Botanical Name: Episcia cupreata
Flame violet is prized for its showy leaves that grow in a rosette and reach 2-3 in (5-8 cm) long. They combine shades of green and coppery brown, often with light green or silver veins. Leaves have a metallic-like sheen that make this plant irresistible.
You can expect bright flowers to appear in spring and continue through fall. Dainty, tubular flowers rise above the foliage and are typically red, but may be available in orange, pink or yellow. They flare out at the tips like trumpets and are sometimes fringed at the edges. Deep in the center of the trumpet is a yellow eye.

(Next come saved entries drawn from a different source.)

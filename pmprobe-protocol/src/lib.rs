//! PMBus Protocol Layer
//!
//! This crate holds everything about PMBus that does not touch the bus:
//! the command registry, the two PMBus "linear" number formats, packet
//! error checking and the status register bit tables.
//!
//! # Wire shapes
//!
//! ```text
//! read word      S addr+W │ CMD │ Sr addr+R │ LSB │ MSB │ [PEC] P
//! write word     S addr+W │ CMD │ LSB │ MSB │ [PEC] P
//! block write    S addr+W │ CMD │ LEN │ DATA ... P
//! page plus read S addr+W │ 0x06 │ COUNT │ PAGE │ CMD P  S addr+R │ 4 bytes P
//! ```
//!
//! PEC is a CRC-8 (poly 0x07) over every byte of the transaction,
//! including the address bytes that never appear in the data buffers.

#![cfg_attr(not(test), no_std)]
#![deny(unsafe_code)]

pub mod commands;
pub mod linear;
pub mod pec;
pub mod status;

pub use commands::{
    lookup, lookup_name, AccessKind, CommandDescriptor, Encoding, PAGE_PLUS_READ, PARAMS,
    REGISTRY,
};
pub use linear::{decode_linear11, decode_linear16, vout_mode_exponent};
pub use pec::{crc8, Crc8};
pub use status::{decode_status, StatusBit, StatusKind, StatusReport};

Place flame violet near a window, but away from direct sunlight, which can scorch its leaves. Also keep your plant away from heat vents or drafty windows.
Repot in spring every couple years to refresh the soil. Flame violet has shallow roots and a spreading habit, so a wide, shallow pot works best. Or, you can put the plant in a hanging basket and allow the stems to trail over the side of the pot.
Origin: Colombia and Venezuela
Height: 6 in (15 cm) tall
Light: Bright, indirect light. Flame violets that don't bloom aren't getting enough light. Place your plant near a bright window, but out of direct sun.
Water: Keep soil evenly moist spring through fall; slightly drier in winter.
Humidity: High humidity. If relative humidity drops below 50%, place pot on a tray of wet pebbles or use a room humidifier. Don't use a mister because the leaves will spot and are prone to fungus.
Temperature: Prefers cool temperatures, especially while in bloom; 55-65°F/13-18°C at night/not warmer than 75°F/24°C during the day.
Soil: Peat moss-based mix or African violet potting mix.
Fertilizer: Feed every 2 weeks spring through fall with African violet fertilizer.
Propagation: Take single leaf stem cuttings in spring. Dip the cut end in water, then rooting hormone powder. Put the stem in moist potting mix, then firm the mix around the stem so that it stands up. Enclose the whole pot in plastic to hold in humidity. Roots should develop in about a month, and you should see plantlets form from the base of the cutting about a month after that.